J-L. L. : Aujourd'hui, nous avons des prix bas, une production d'électricité sur le sol français et un mix non-délocalisable avec le parc nucléaire et les énergies renouvelables. Nous avons aussi un changement de contexte majeur et décisif. Avec la fin du système de l' « accès régulé à l'électricité nucléaire historique », dit Arenh, au 1er janvier 2026, nous allons pouvoir offrir aux industriels des offres de moyen et de long terme, ce qui va leur permettre d'avoir une visibilité sur 5 à 15 ans qu'ils n'avaient pas auparavant. C'est un bon moyen pour s'affranchir des aléas du marché et c'est un atout de compétitivité qu'on ne retrouve pas forcément dans les autres pays. À côté de cela, il y a un soutien public qui n'a jamais été aussi fort dans l'industrie. Cela a démarré avec “France Relance”, ça continue aujourd'hui avec “France 2030” et demain nous aurons la « Banque européenne de la décarbonation » en 2026. Nous avons aussi le système des CEE qui va bientôt accueillir les solutions d'électrification. Quand on sait en plus que l'outil productif français est vieillissant et qu'une partie doit être changée d'ici 2030, oui bien sûr, je dirais que c'est le bon moment. C'est même le moment pour un industriel de réfléchir à sa stratégie et ce dans quoi il veut s'engager pour les 25 prochaines années. Si vous investissez aujourd'hui dans le gaz, vous devrez faire pendant des années avec une énergie dont le prix n’est pas maîtrisable et avec un coût du carbone complètement inconnu.
« Il y a un rôle d'information, de diffusion et de promotion des usages électriques à mener »
Au-delà des gains énergétiques, quels sont les autres bénéfices de l'électrification ?
J-L. L. : Il suffit de regarder ce que cela peut offrir en termes de modernisation de l'outil de production. C'est une vraie occasion de repenser sa ligne et de la réadapter aux besoins actuels et à venir.
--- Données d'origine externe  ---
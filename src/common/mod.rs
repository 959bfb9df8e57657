//! Shared utilities that glue the different components together.
pub mod config;
pub mod error;
pub mod log;

pub use config::{AppCfg, GlobalModelIds};
pub use error::{CardError, CardResult, ErrorCode};
//! In-memory model store for tests and embedders that fetch blobs themselves.

use std::collections::HashMap;

use crate::common::error::CardResult;

use super::domain::ModelStore;

#[derive(Default, Debug, Clone)]
pub struct MemoryModelStore {
    globals: HashMap<String, Vec<u8>>,
    entities: HashMap<(String, String), Vec<u8>>,
}

impl MemoryModelStore {
    pub fn new() -> Self {
        Self::default()
    }

    pub fn with_model(mut self, id: impl Into<String>, bytes: impl Into<Vec<u8>>) -> Self {
        self.insert_model(id, bytes);
        self
    }

    pub fn with_entity_model(
        mut self,
        namespace: impl Into<String>,
        entity: impl Into<String>,
        bytes: impl Into<Vec<u8>>,
    ) -> Self {
        self.entities
            .insert((namespace.into(), entity.into()), bytes.into());
        self
    }

    pub fn insert_model(&mut self, id: impl Into<String>, bytes: impl Into<Vec<u8>>) {
        self.globals.insert(id.into(), bytes.into());
    }
}

impl ModelStore for MemoryModelStore {
    fn model_bytes(&self, id: &str) -> CardResult<Option<Vec<u8>>> {
        Ok(self.globals.get(id).cloned())
    }

    fn entity_model_bytes(&self, namespace: &str, entity: &str) -> CardResult<Option<Vec<u8>>> {
        Ok(self
            .entities
            .get(&(namespace.to_string(), entity.to_string()))
            .cloned())
    }
}
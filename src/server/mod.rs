//! Responder side of the control block.

pub mod poll_loop;

pub use poll_loop::{LoopState, PollLoop};
//! Byte layout of the shared control block. All fields are little-endian.
//!
//! ```text
//! [0..8)    reqSeq       u64   written by the requester, published last
//! [8..16)   respSeq      u64   written by the responder, published last
//! [16..24)  inputCount   u64   legacy estimate input
//! [24..40)  schemaLen, tableLen, filterLen, orderLen   u32 x4
//! [40..48)  outputCount  f64   legacy estimate response
//! [48..56)  statusSeq    u64
//! [56..60)  statusLen    u32
//! [60..64)  statusCode   u32   1=READY 2=INFO 3=ERROR
//! [64..64+REQ_MAX)            request payload / generic response
//! [64+REQ_MAX..+STATUS_MAX)   status message bytes
//! ```

pub const REQ_SEQ: usize = 0;
pub const RESP_SEQ: usize = 8;
pub const INPUT_COUNT: usize = 16;
pub const SCHEMA_LEN: usize = 24;
pub const TABLE_LEN: usize = 28;
pub const FILTER_LEN: usize = 32;
pub const ORDER_LEN: usize = 36;
pub const OUTPUT_COUNT: usize = 40;
pub const STATUS_SEQ: usize = 48;
pub const STATUS_LEN: usize = 56;
pub const STATUS_CODE: usize = 60;

pub const HEADER_SIZE: usize = 64;
pub const REQ_MAX: usize = 512 * 1024;
pub const STATUS_MAX: usize = 64 * 1024;

/// Start of the request payload and of generic responses.
pub const PAYLOAD: usize = HEADER_SIZE;
/// Start of the status message bytes.
pub const STATUS_PAYLOAD: usize = HEADER_SIZE + REQ_MAX;
/// Smallest backing file `ControlBlock::open` accepts.
pub const REGION_SIZE: usize = HEADER_SIZE + REQ_MAX + STATUS_MAX;

/// Generic requests: `[opcode u8][len u32][bytes]`.
pub const GENERIC_HEADER: usize = 1 + 4;
/// Generic responses: `[len u32][bytes]`.
pub const RESPONSE_HEADER: usize = 4;
/// Largest body a generic response can carry.
pub const RESPONSE_MAX: usize = REQ_MAX - RESPONSE_HEADER;

pub const OP_FETCH_MODEL: u8 = 2;
pub const OP_EXECUTE_QUERY: u8 = 3;
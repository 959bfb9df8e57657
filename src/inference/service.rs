//! Prediction pipeline with passthrough fallback.
//!
//! `estimate` never fails: when a model is missing, corrupt, mis-shaped or
//! produces a non-finite value, the caller gets the input count back.
//!
//! A global model that could not be loaded is not looked up again until
//! `GLOBAL_RETRY_AFTER` has passed; entity models are retried on every miss.

use std::collections::HashMap;
use std::sync::Arc;
use std::time::{Duration, Instant};

use tracing::{debug, warn};

use crate::common::config::GlobalModelIds;
use crate::common::error::{CardError, CardResult};
use crate::models::domain::{BaseEncoder, Mlp, Model, ModelKey};
use crate::models::registry::ModelRegistry;

use super::domain::{Estimate, EstimateRequest, EstimateSource, WarmUp};
use super::features::{name_features, padded_features, tokenize};

/// Quiet period after a failed global model lookup.
pub const GLOBAL_RETRY_AFTER: Duration = Duration::from_secs(30);

pub struct Predictor {
    registry: ModelRegistry,
    ids: GlobalModelIds,
    failures: FailureMemory,
}

impl Predictor {
    pub fn new(registry: ModelRegistry, ids: GlobalModelIds) -> Self {
        Self {
            registry,
            ids,
            failures: FailureMemory::new(GLOBAL_RETRY_AFTER),
        }
    }

    pub fn with_retry_after(mut self, retry_after: Duration) -> Self {
        self.failures = FailureMemory::new(retry_after);
        self
    }

    pub fn registry(&self) -> &ModelRegistry {
        &self.registry
    }

    pub fn model_ids(&self) -> &GlobalModelIds {
        &self.ids
    }

    /// Try to load the three global models. Failures are reported, never raised.
    pub fn warm_up(&mut self) -> WarmUp {
        let mut outcome = WarmUp::default();
        let ids = self.ids.clone();
        for id in ids.all() {
            match self.failures.global(&mut self.registry, id) {
                Ok(_) => outcome.loaded.push(id.to_string()),
                Err(err) => {
                    warn!(
                        ev = "warm_up_failed",
                        model = id,
                        code = err.code() as u32,
                        error = %err,
                    );
                    outcome.failed.push((id.to_string(), err.to_string()));
                }
            }
        }
        outcome
    }

    /// Estimated output rows for `req`, or `req.input_count` when inference is unavailable.
    pub fn estimate(&mut self, req: &EstimateRequest) -> Estimate {
        let start = Instant::now();
        let key = ModelKey::entity(&req.namespace, &req.entity);
        let was_cached = self.registry.is_cached(&key);

        let result = self.predict(req);
        let entity_loaded = !was_cached && self.registry.is_cached(&key);

        match result {
            Ok(value) => {
                debug!(
                    ev = "estimate",
                    entity = %key.label(),
                    input = req.input_count,
                    output = value,
                    dur_us = start.elapsed().as_micros() as u64,
                );
                Estimate {
                    value,
                    source: EstimateSource::Model,
                    entity_loaded,
                }
            }
            Err(err) => {
                debug!(
                    ev = "estimate_passthrough",
                    entity = %key.label(),
                    code = err.code() as u32,
                    error = %err,
                );
                Estimate {
                    value: req.passthrough(),
                    source: EstimateSource::Passthrough {
                        reason: err.to_string(),
                    },
                    entity_loaded,
                }
            }
        }
    }

    fn predict(&mut self, req: &EstimateRequest) -> CardResult<f64> {
        let hist = self
            .registry
            .get_entity_model(&req.namespace, &req.entity)?;
        let base = self.failures.global(&mut self.registry, &self.ids.base_encoder)?;
        let head = self.failures.global(&mut self.registry, &self.ids.output_head)?;
        let ordered = if req.is_ordered() {
            Some(self.failures.global(&mut self.registry, &self.ids.ordered_layer)?)
        } else {
            None
        };

        let label = format!("{}.{}", req.namespace, req.entity);
        let encoder = as_encoder(&base, &self.ids.base_encoder)?;
        let hist = as_layer(&hist, &label)?;
        let head = as_head(&head, &self.ids.output_head)?;
        let ordered = match &ordered {
            Some(model) => Some(as_layer(model, &self.ids.ordered_layer)?),
            None => None,
        };

        let width = encoder.embedding_dim();
        check_width(&label, hist.input_dim(), width)?;
        if let Some(layer) = ordered {
            check_width(&self.ids.ordered_layer, layer.input_dim(), width)?;
        }
        check_width(&self.ids.output_head, head.input_dim(), width)?;

        let tokens = tokenize(&req.filter, &req.order);
        let rows = padded_features(&tokens);
        let namespace = name_features(&req.namespace);
        let entity = name_features(&req.entity);

        let embedding = encoder.embed(&rows, &namespace, &entity, req.input_count as f64);
        let mut x = hist.forward(&embedding);
        if let Some(layer) = ordered {
            x = layer.forward(&x);
        }
        let log_pred = head.forward(&x).first().copied().unwrap_or(f32::NAN) as f64;

        let value = log_pred.exp_m1();
        if !value.is_finite() {
            return Err(CardError::corrupt(
                &self.ids.output_head,
                format!("non-finite prediction {value}"),
            ));
        }
        Ok(value.max(0.0))
    }
}

/// Global ids whose last lookup found no usable model, with when it happened.
struct FailureMemory {
    failed: HashMap<String, (Instant, CardError)>,
    retry_after: Duration,
}

impl FailureMemory {
    fn new(retry_after: Duration) -> Self {
        Self {
            failed: HashMap::new(),
            retry_after,
        }
    }

    /// Global model lookup that answers recent failures from memory.
    /// IO errors are passed through and not remembered.
    fn global(&mut self, registry: &mut ModelRegistry, id: &str) -> CardResult<Arc<Model>> {
        if let Some((since, err)) = self.failed.get(id) {
            if since.elapsed() < self.retry_after {
                return Err(recall(id, err));
            }
        }
        match registry.get_global(id) {
            Ok(model) => {
                self.failed.remove(id);
                Ok(model)
            }
            Err(err) if err.is_model_unavailable() => {
                debug!(ev = "global_unavailable", model = id, code = err.code() as u32);
                let recalled = recall(id, &err);
                self.failed.insert(id.to_string(), (Instant::now(), err));
                Err(recalled)
            }
            Err(err) => Err(err),
        }
    }
}

/// Fresh copy of a remembered model failure.
fn recall(id: &str, err: &CardError) -> CardError {
    match err {
        CardError::ModelCorrupt { id: model, reason } => {
            CardError::corrupt(model.as_str(), reason.as_str())
        }
        _ => CardError::ModelNotFound(id.to_string()),
    }
}

fn as_encoder<'a>(model: &'a Arc<Model>, id: &str) -> CardResult<&'a BaseEncoder> {
    match model.as_ref() {
        Model::BaseEncoder(enc) => Ok(enc),
        other => Err(wrong_kind(id, "base_encoder", other)),
    }
}

fn as_layer<'a>(model: &'a Arc<Model>, id: &str) -> CardResult<&'a Mlp> {
    match model.as_ref() {
        Model::Layer(mlp) => Ok(mlp),
        other => Err(wrong_kind(id, "layer", other)),
    }
}

fn as_head<'a>(model: &'a Arc<Model>, id: &str) -> CardResult<&'a Mlp> {
    match model.as_ref() {
        Model::Head(mlp) => Ok(mlp),
        other => Err(wrong_kind(id, "head", other)),
    }
}

fn wrong_kind(id: &str, expected: &str, found: &Model) -> CardError {
    CardError::corrupt(id, format!("expected {expected}, found {}", found.kind()))
}

fn check_width(id: &str, takes: usize, width: usize) -> CardResult<()> {
    if takes == width {
        Ok(())
    } else {
        Err(CardError::corrupt(
            id,
            format!("takes {takes} values, embedding is {width} wide"),
        ))
    }
}
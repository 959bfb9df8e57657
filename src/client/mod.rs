//! Requester client for driving a responder through the control block.

pub mod requester;

pub use requester::Requester;
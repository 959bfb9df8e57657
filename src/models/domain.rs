//! Model artefacts, the store contract, and the forward passes run at inference time.
//!
//! Artefacts are JSON documents produced by the offline trainer:
//!
//! ```json
//! {"version": 1, "model": {"kind": "layer", "layers": [
//!     {"inputs": 4, "outputs": 4, "weights": [...], "bias": [...], "activation": "relu"}
//! ]}}
//! ```
//!
//! Every dense layer is shape-checked on load; a handle that exists is safe to run.

use serde::{Deserialize, Serialize};

use crate::common::error::{CardError, CardResult};
use crate::inference::features::FEATURE_DIM;

/// Artefact format revision this build reads and writes.
pub const ARTIFACT_VERSION: u32 = 1;

/// Key of a cached model handle.
#[derive(Clone, Debug, Eq, PartialEq, Hash)]
pub enum ModelKey {
    Global(String),
    Entity { namespace: String, entity: String },
}

impl ModelKey {
    pub fn entity(namespace: impl Into<String>, entity: impl Into<String>) -> Self {
        ModelKey::Entity {
            namespace: namespace.into(),
            entity: entity.into(),
        }
    }

    /// Human readable label used in logs and status messages.
    pub fn label(&self) -> String {
        match self {
            ModelKey::Global(id) => id.clone(),
            ModelKey::Entity { namespace, entity } => format!("{namespace}.{entity}"),
        }
    }
}

/// Source of serialized model bytes. `Ok(None)` means "not stored".
pub trait ModelStore: Send {
    fn model_bytes(&self, id: &str) -> CardResult<Option<Vec<u8>>>;
    fn entity_model_bytes(&self, namespace: &str, entity: &str) -> CardResult<Option<Vec<u8>>>;
}

#[derive(Copy, Clone, Debug, Default, Eq, PartialEq, Serialize, Deserialize)]
#[serde(rename_all = "snake_case")]
pub enum Activation {
    #[default]
    Identity,
    Relu,
}

impl Activation {
    fn apply(self, x: f32) -> f32 {
        match self {
            Activation::Identity => x,
            Activation::Relu => x.max(0.0),
        }
    }
}

/// Fully connected layer, weights stored row-major as `outputs x inputs`.
#[derive(Clone, Debug, PartialEq, Serialize, Deserialize)]
pub struct Dense {
    pub inputs: usize,
    pub outputs: usize,
    pub weights: Vec<f32>,
    pub bias: Vec<f32>,
    #[serde(default)]
    pub activation: Activation,
}

impl Dense {
    pub fn new(
        inputs: usize,
        outputs: usize,
        weights: Vec<f32>,
        bias: Vec<f32>,
        activation: Activation,
    ) -> Result<Self, String> {
        let layer = Self {
            inputs,
            outputs,
            weights,
            bias,
            activation,
        };
        layer.check()?;
        Ok(layer)
    }

    fn check(&self) -> Result<(), String> {
        if self.inputs == 0 || self.outputs == 0 {
            return Err("dense layer with zero width".to_string());
        }
        if self.weights.len() != self.inputs * self.outputs {
            return Err(format!(
                "expected {} weights for {}x{}, found {}",
                self.inputs * self.outputs,
                self.outputs,
                self.inputs,
                self.weights.len()
            ));
        }
        if self.bias.len() != self.outputs {
            return Err(format!(
                "expected {} bias terms, found {}",
                self.outputs,
                self.bias.len()
            ));
        }
        Ok(())
    }

    /// # Panics
    /// In debug builds, if `x.len() != self.inputs`. Shapes are validated on load.
    pub fn forward(&self, x: &[f32]) -> Vec<f32> {
        debug_assert_eq!(x.len(), self.inputs);
        self.weights
            .chunks_exact(self.inputs)
            .zip(&self.bias)
            .map(|(row, b)| {
                let sum = row.iter().zip(x).fold(*b, |acc, (w, v)| acc + w * v);
                self.activation.apply(sum)
            })
            .collect()
    }
}

/// Stack of dense layers.
#[derive(Clone, Debug, PartialEq, Serialize, Deserialize)]
pub struct Mlp {
    pub layers: Vec<Dense>,
}

impl Mlp {
    pub fn new(layers: Vec<Dense>) -> Result<Self, String> {
        let mlp = Self { layers };
        mlp.check()?;
        Ok(mlp)
    }

    fn check(&self) -> Result<(), String> {
        if self.layers.is_empty() {
            return Err("mlp without layers".to_string());
        }
        for (idx, layer) in self.layers.iter().enumerate() {
            layer.check().map_err(|e| format!("layer {idx}: {e}"))?;
        }
        for (idx, pair) in self.layers.windows(2).enumerate() {
            if pair[0].outputs != pair[1].inputs {
                return Err(format!(
                    "layer {idx} emits {} values but layer {} takes {}",
                    pair[0].outputs,
                    idx + 1,
                    pair[1].inputs
                ));
            }
        }
        Ok(())
    }

    pub fn input_dim(&self) -> usize {
        self.layers.first().map_or(0, |l| l.inputs)
    }

    pub fn output_dim(&self) -> usize {
        self.layers.last().map_or(0, |l| l.outputs)
    }

    pub fn forward(&self, x: &[f32]) -> Vec<f32> {
        self.layers
            .iter()
            .fold(x.to_vec(), |acc, layer| layer.forward(&acc))
    }
}

/// Shared encoder: projects the pooled token features, the namespace and the
/// entity into one embedding space, appends the scaled input count and runs
/// the MLP over the result.
#[derive(Clone, Debug, PartialEq, Serialize, Deserialize)]
pub struct BaseEncoder {
    pub token_proj: Dense,
    pub namespace_proj: Dense,
    pub entity_proj: Dense,
    pub mlp: Mlp,
}

impl BaseEncoder {
    fn check(&self) -> Result<(), String> {
        for (name, proj) in [
            ("token_proj", &self.token_proj),
            ("namespace_proj", &self.namespace_proj),
            ("entity_proj", &self.entity_proj),
        ] {
            proj.check().map_err(|e| format!("{name}: {e}"))?;
            if proj.inputs != FEATURE_DIM {
                return Err(format!(
                    "{name} takes {} features, tokens carry {FEATURE_DIM}",
                    proj.inputs
                ));
            }
            if proj.outputs != self.token_proj.outputs {
                return Err(format!(
                    "{name} emits {} values, token_proj emits {}",
                    proj.outputs, self.token_proj.outputs
                ));
            }
        }
        self.mlp.check().map_err(|e| format!("mlp: {e}"))?;
        if self.mlp.input_dim() != self.token_proj.outputs + 1 {
            return Err(format!(
                "mlp takes {} values, expected embedding width {} plus input count",
                self.mlp.input_dim(),
                self.token_proj.outputs
            ));
        }
        Ok(())
    }

    /// Width of the embedding handed to the histogram model.
    pub fn embedding_dim(&self) -> usize {
        self.mlp.output_dim()
    }

    /// `tokens` is the padded token matrix; `namespace` and `entity` are single feature rows.
    pub fn embed(
        &self,
        tokens: &[[f32; FEATURE_DIM]],
        namespace: &[f32; FEATURE_DIM],
        entity: &[f32; FEATURE_DIM],
        input_count: f64,
    ) -> Vec<f32> {
        let mut pooled = [0f32; FEATURE_DIM];
        if !tokens.is_empty() {
            for row in tokens {
                for (acc, v) in pooled.iter_mut().zip(row) {
                    *acc += v;
                }
            }
            let n = tokens.len() as f32;
            pooled.iter_mut().for_each(|v| *v /= n);
        }

        let tok = self.token_proj.forward(&pooled);
        let ns = self.namespace_proj.forward(namespace);
        let ent = self.entity_proj.forward(entity);
        let mut combined: Vec<f32> = tok
            .iter()
            .zip(&ns)
            .zip(&ent)
            .map(|((a, b), c)| a + b + c)
            .collect();
        combined.push(((input_count.max(0.0)).ln_1p() / 10.0) as f32);
        self.mlp.forward(&combined)
    }
}

/// A deserialized, validated model handle.
#[derive(Clone, Debug, PartialEq, Serialize, Deserialize)]
#[serde(tag = "kind", rename_all = "snake_case")]
pub enum Model {
    BaseEncoder(BaseEncoder),
    /// Width-preserving adjustment: per-entity histograms and the ordered layer.
    Layer(Mlp),
    /// Final projection to one log-scaled value.
    Head(Mlp),
}

impl Model {
    pub fn kind(&self) -> &'static str {
        match self {
            Model::BaseEncoder(_) => "base_encoder",
            Model::Layer(_) => "layer",
            Model::Head(_) => "head",
        }
    }

    fn check(&self) -> Result<(), String> {
        match self {
            Model::BaseEncoder(enc) => enc.check(),
            Model::Layer(mlp) => {
                mlp.check()?;
                if mlp.input_dim() != mlp.output_dim() {
                    return Err(format!(
                        "layer maps {} values to {}, must preserve width",
                        mlp.input_dim(),
                        mlp.output_dim()
                    ));
                }
                Ok(())
            }
            Model::Head(mlp) => {
                mlp.check()?;
                if mlp.output_dim() != 1 {
                    return Err(format!("head emits {} values, expected 1", mlp.output_dim()));
                }
                Ok(())
            }
        }
    }
}

#[derive(Serialize, Deserialize)]
struct ModelArtifact {
    version: u32,
    model: Model,
}

/// Parse and validate artefact bytes. `id` only labels the error.
pub fn decode_model(id: &str, bytes: &[u8]) -> CardResult<Model> {
    if bytes.is_empty() {
        return Err(CardError::corrupt(id, "empty artefact"));
    }
    let artifact: ModelArtifact =
        serde_json::from_slice(bytes).map_err(|e| CardError::corrupt(id, e.to_string()))?;
    if artifact.version != ARTIFACT_VERSION {
        return Err(CardError::corrupt(
            id,
            format!("unsupported artefact version {}", artifact.version),
        ));
    }
    artifact
        .model
        .check()
        .map_err(|reason| CardError::corrupt(id, reason))?;
    Ok(artifact.model)
}

/// Serialize a model into artefact bytes.
pub fn encode_model(model: &Model) -> CardResult<Vec<u8>> {
    let artifact = ModelArtifact {
        version: ARTIFACT_VERSION,
        model: model.clone(),
    };
    serde_json::to_vec(&artifact).map_err(|e| CardError::corrupt(model.kind(), e.to_string()))
}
Ce sont souvent des lignes qui ont été achetées il y a 20 ou 30 ans pour certaines.Moderniser son outil de production peut le rendre plus efficace, plus flexible, plus fiable etc.. Les lignes de process peuvent aussi être repensées pour être mieux adaptées au travail réalisé par la main d'œuvre actuelle. D'un point de vue de la qualité de production, on observe généralement un meilleur contrôle des températures par exemple, moins de rebus ou une augmentation. On peut aussi avoir d'autres gains connexes, des co-bénéfices comme la suppression des rejets atmosphériques d'une usine lorsqu'on retire une cheminée ou encore des consommations d'eau réduites.
Il reste néanmoins des freins qui ralentissent l'électrification industrielle en France. Quels sont-ils et comment les lever ?
J-L. L. : La consommation électrique de l'industrie n'a pas évolué depuis 10 voire 20 ans. Comme dans le bâtiment, nous sortons d'une période où le gaz était bien installé et utilisé un peu partout. Logiquement, il y a donc un déficit de connaissances sur l'électrification. Beaucoup de nos clients industriels ont du mal à savoir comment électrifier et avec quelles solutions. Il faut donc les faire connaître ou même les re-faire connaître car certaines solutions très pertinentes existent depuis longtemps. Ensuite, il y a le financement qui est sans doute le nerf de la guerre. Investir dans son usine est incontournable pour maintenir sa compétitivité mais les ressources peuvent être limitées, ce qui est clairement un frein. Maintenant, pour les lever, il y a donc un rôle d'information, de diffusion et de promotion des usages électriques à mener. Sur la partie financement, il y a les systèmes d'aide précédemment évoqués qui existent. Le raccordement aussi peut être un frein mais RTE (Réseau de Transport d'Électricité) et Enedis ont mis en place avec l'Etat et la CRE (Commission de Régulation de l'Énergie) des plans d'investissement pour adapter les réseaux sur plusieurs années grâce auxquels on a la certitude d'avancer.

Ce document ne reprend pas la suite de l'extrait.